CULTURA

Lunes, 9 de noviembre de 1998

FERNANDO TRUEBA. DIRECTOR DE CINE

«La comedia es el mejor alegato antifascista

BEATRICE SARTORI

A través de una vasta obra audiovisual en variados soportes, Fernando Trueba (Madrid, 1955) lleva dos fecundas décadas proclamando su amor por la literatura, las mujeres y el cine. A este último se declara definitivamente en La niña de tus ojos, que completa una no planificada trilogía alrededor de nuestra Guerra Civil.

Inspirada en un hecho real que califica de «surrealista» -unos cineastas españoles acuden al Berlín del III Reich para rodar musicales folclóricos-, la novena película del ganador de un Oscar de Hollywood por Belle Epoque (1992) habla del cine (de sus grandezas y miserias), los cómicos, la supervivencia, la perdurabilidad del odio y de su desafío a través del humor, el drama y la dimensión moral de un pequeño e inesperado acto de heroísmo individual.

Pregunta: Hoy se cumplen exactamente 60 años de la noche de los cristales rotos en el Berlín de 1938, momento en que arranca La niña de tus ojos.

Respuesta: Sin embargo, sucesos parecidos están ahí: sigue habiendo gente pegando por las calles, otros pretenden que aquello no ocurrió. Todo esto me resulta sorprendente. Sería maravilloso contar que es algo que pasó, pero idénticas bestialidades se siguen produciendo.

P. ¿Es La niña de tus ojos una comedia dramática inspirada en hechos, personajes y películas reales?

R. Ciertamente, es una comedia dramática.

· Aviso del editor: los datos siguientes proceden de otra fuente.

pub mod approvals;
pub mod audit_logs;
pub mod auth;
pub mod catalog;
pub mod health;
pub mod requests;
use sqlx::postgres::{PgPool, PgPoolOptions};

pub async fn create_pool(database_url: &str, max_connections: u32) -> anyhow::Result<PgPool> {
    let pool = PgPoolOptions::new()
        .max_connections(max_connections)
        .connect(database_url)
        .await?;
    Ok(pool)
}
use std::sync::Arc;

use chrono::Utc;
use serde_json::json;
use validator::Validate;

use crate::error::AppError;
use crate::models::{
    approval::{
        Approval, ApprovalDecision, ApprovalListQuery, ApprovalStatus, DecisionOutcome,
        DecisionPayload,
    },
    identity::Caller,
};
use crate::repositories::{
    approval::{ApprovalListFilters, ApprovalRepositoryTrait, DecisionWrite},
    common::page_bounds,
    request::RequestRepositoryTrait,
};
use crate::services::{
    audit_log::{AuditLogEntry, AuditLogService, RESOURCE_APPROVAL},
    requests::apply_approval_decision,
};
use crate::types::{ApprovalId, RequestId};

const ALREADY_PROCESSED: &str = "Approval already processed";

/// Approver-facing side of the workflow.
#[derive(Clone)]
pub struct ApprovalService {
    approvals: Arc<dyn ApprovalRepositoryTrait>,
    requests: Arc<dyn RequestRepositoryTrait>,
    audit: AuditLogService,
}

impl ApprovalService {
    pub fn new(
        approvals: Arc<dyn ApprovalRepositoryTrait>,
        requests: Arc<dyn RequestRepositoryTrait>,
        audit: AuditLogService,
    ) -> Self {
        Self {
            approvals,
            requests,
            audit,
        }
    }

    /// A new pending approval for `request_id`, persisted by the caller in the
    /// same unit as the request's move to `pending`.
    pub fn pending_for(request_id: RequestId) -> Approval {
        Approval::pending(request_id)
    }

    pub async fn get(&self, caller: &Caller, id: ApprovalId) -> Result<Approval, AppError> {
        ensure_reviewer(caller, "Only approvers can view approvals")?;
        self.approvals
            .find_by_id(id)
            .await?
            .ok_or_else(|| AppError::NotFound("Approval not found".to_string()))
    }

    /// Lists approvals. A missing status filter means `pending`; `all` lists
    /// every status.
    pub async fn list(
        &self,
        caller: &Caller,
        query: ApprovalListQuery,
    ) -> Result<Vec<Approval>, AppError> {
        ensure_reviewer(caller, "Only approvers can list approvals")?;
        let status = match query.status.as_deref() {
            None | Some("") => Some(ApprovalStatus::Pending),
            Some("all") => None,
            Some(other) => Some(other.parse::<ApprovalStatus>().map_err(AppError::BadRequest)?),
        };
        let (limit, offset) = page_bounds(query.limit, query.offset);
        let filters = ApprovalListFilters {
            status,
            request_id: query.request_id,
            limit,
            offset,
        };
        self.approvals.list(&filters).await
    }

    /// Records a verdict and mirrors it onto the parent request atomically.
    pub async fn decide(
        &self,
        caller: &Caller,
        id: ApprovalId,
        outcome: DecisionOutcome,
        payload: DecisionPayload,
    ) -> Result<Approval, AppError> {
        ensure_reviewer(caller, "Only approvers can decide approvals")?;
        let approval = self
            .approvals
            .find_by_id(id)
            .await?
            .ok_or_else(|| AppError::NotFound("Approval not found".to_string()))?;
        if !approval.is_pending() {
            tracing::debug!(
                approval_id = %id,
                status = approval.status.as_str(),
                "Decision rejected"
            );
            return Err(AppError::InvalidState(ALREADY_PROCESSED.to_string()));
        }
        let request = self
            .requests
            .find_by_id(approval.request_id)
            .await?
            .ok_or_else(|| AppError::InvalidState("Request is no longer pending".to_string()))?;
        let expected = apply_approval_decision(&request, outcome)?;
        payload.validate()?;

        let decision = ApprovalDecision {
            outcome,
            approver_id: caller.user_id,
            comment: payload.comment,
            decided_at: Utc::now(),
        };
        let (decided, request) = match self.approvals.decide(id, &decision).await? {
            DecisionWrite::Applied { approval, request } => (approval, request),
            DecisionWrite::NotFound => {
                return Err(AppError::NotFound("Approval not found".to_string()))
            }
            DecisionWrite::AlreadyProcessed => {
                tracing::debug!(approval_id = %id, "Lost decision race");
                return Err(AppError::InvalidState(ALREADY_PROCESSED.to_string()));
            }
            DecisionWrite::RequestNotPending => {
                return Err(AppError::InvalidState(
                    "Request is no longer pending".to_string(),
                ))
            }
        };
        if request.status != expected {
            return Err(AppError::internal(format!(
                "request {} mirrored as {} instead of {}",
                request.id, request.status, expected
            )));
        }

        tracing::info!(
            approval_id = %id,
            request_id = %request.id,
            approver_id = %caller.user_id,
            outcome = outcome.action(),
            "Approval decided"
        );
        self.audit
            .record_event(
                AuditLogEntry::by(caller, outcome.action(), RESOURCE_APPROVAL, id)
                    .old(&json!({ "status": ApprovalStatus::Pending }))
                    .new_values(&json!({
                        "status": decided.status,
                        "comment": decided.comment,
                        "request_id": request.id,
                        "request_status": request.status,
                    })),
            )
            .await;
        Ok(decided)
    }
}

fn ensure_reviewer(caller: &Caller, message: &str) -> Result<(), AppError> {
    if caller.is_reviewer() {
        Ok(())
    } else {
        Err(AppError::Forbidden(message.to_string()))
    }
}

E inspirada en una anécdota real, más que en personajes concretos. Hay que pellizcarse todavía hoy para creer en algo tan surrealista como que un grupo de gente huyera de la Guerra Civil para irse al Berlín de 1938 a hacer películas folclóricas. ¡Y la anécdota ocurrió siete veces! Para mí, es la historia de un grupo que llega allí y se encuentra ante una situación muy difícil en la que sobrevivir y hacer películas.

P. Filósofo, escritor y periodista, Goebbels fue por su cultura una personalidad muy destacada del III Reich. ¿Qué hace de él un villano cómico tan efectivo?

R. Nunca quise que lo fuera Hitler. Goebbels tampoco fue un encanto, pero hubo algo muy humano en él. Quizá, por el hecho de que fue un escritor frustrado y de que estaba siempre corriendo detrás de las actrices.

P. Cuando conoce a Macarena, la estrella del cine cañí, confiesa admirarla y la llama «Kuenstlerin». ¿No fue así como Hitler se presentó a Imperio Argentina?

R. No tengo ni idea. Lo que he oído, porque ella lo ha contado, es que le dijo: «Guten Morgen, ehto é tó lo que sé desir en alemán». Y el le dijo que había visto varias veces Nobleza baturra. Cosa que, francamente, dudo.

P. El director de cine Fontiveros, interpretado por Antonio Resines, ¿es un cruce entre Benito Perojo y René Clair?

R. Fontiveros, menos que Perojo, es una víctima de su época y de la Historia. En el fondo, está jodido, porque podría estar en el bando republicano. Y, en 1938, René Clair era el director más admirado. Cosmopolita y elegante, fue la máxima referencia para gente como Chaplin y Sturges.

P. Los dos fascistas, el embajador español y el galán, reciben su merecido.

R. Los dos reciben algo de su propia medicina. El embajador, cornudo y fascista, es un incompetente total.

P. Y grita, «¡Esto del cine es un desorden!».

R. Acuñamos la frase como el eslogan nuestro de cada día. Es una frase del propio Juan Luis Galiardo. Otro hallazgo suyo, «¿por qué tanta dureza?» con el que la Sardá se enfrenta a los nazis, es suya, cuando le impidieron fumar y beber un vaso de agua en el plató de Praga.

P. En las imágenes documentales del inicio, aparecen Hitler, Queipo de Llano, Millán Astray y Pilar Primo de Rivera.

R. Quería la máxima exactitud al contextualizar la historia en noviembre de 1938. Son imágenes de síntesis que obedecen a dos propósitos: demostrar la absoluta identificación de Franco con el nazismo e insertarlas con una intención didáctica, informativa y moral.

P. El humor como arma contra los totalitarismos.

R. Siempre. Los tres mayores y más efectivos alegatos antifascistas son las comedias El gran dictador, Ser o no ser y Sopa de ganso, hechas durante el huracán.

P. Trueba, diga algo en alemán.

R. Bei meiner Seite: a mi lado. Goebbels se lo susurra a Macarena, para que haga cine en Alemania, con él, junto a él, a su lado. Son palabras con capacidad hipnótica.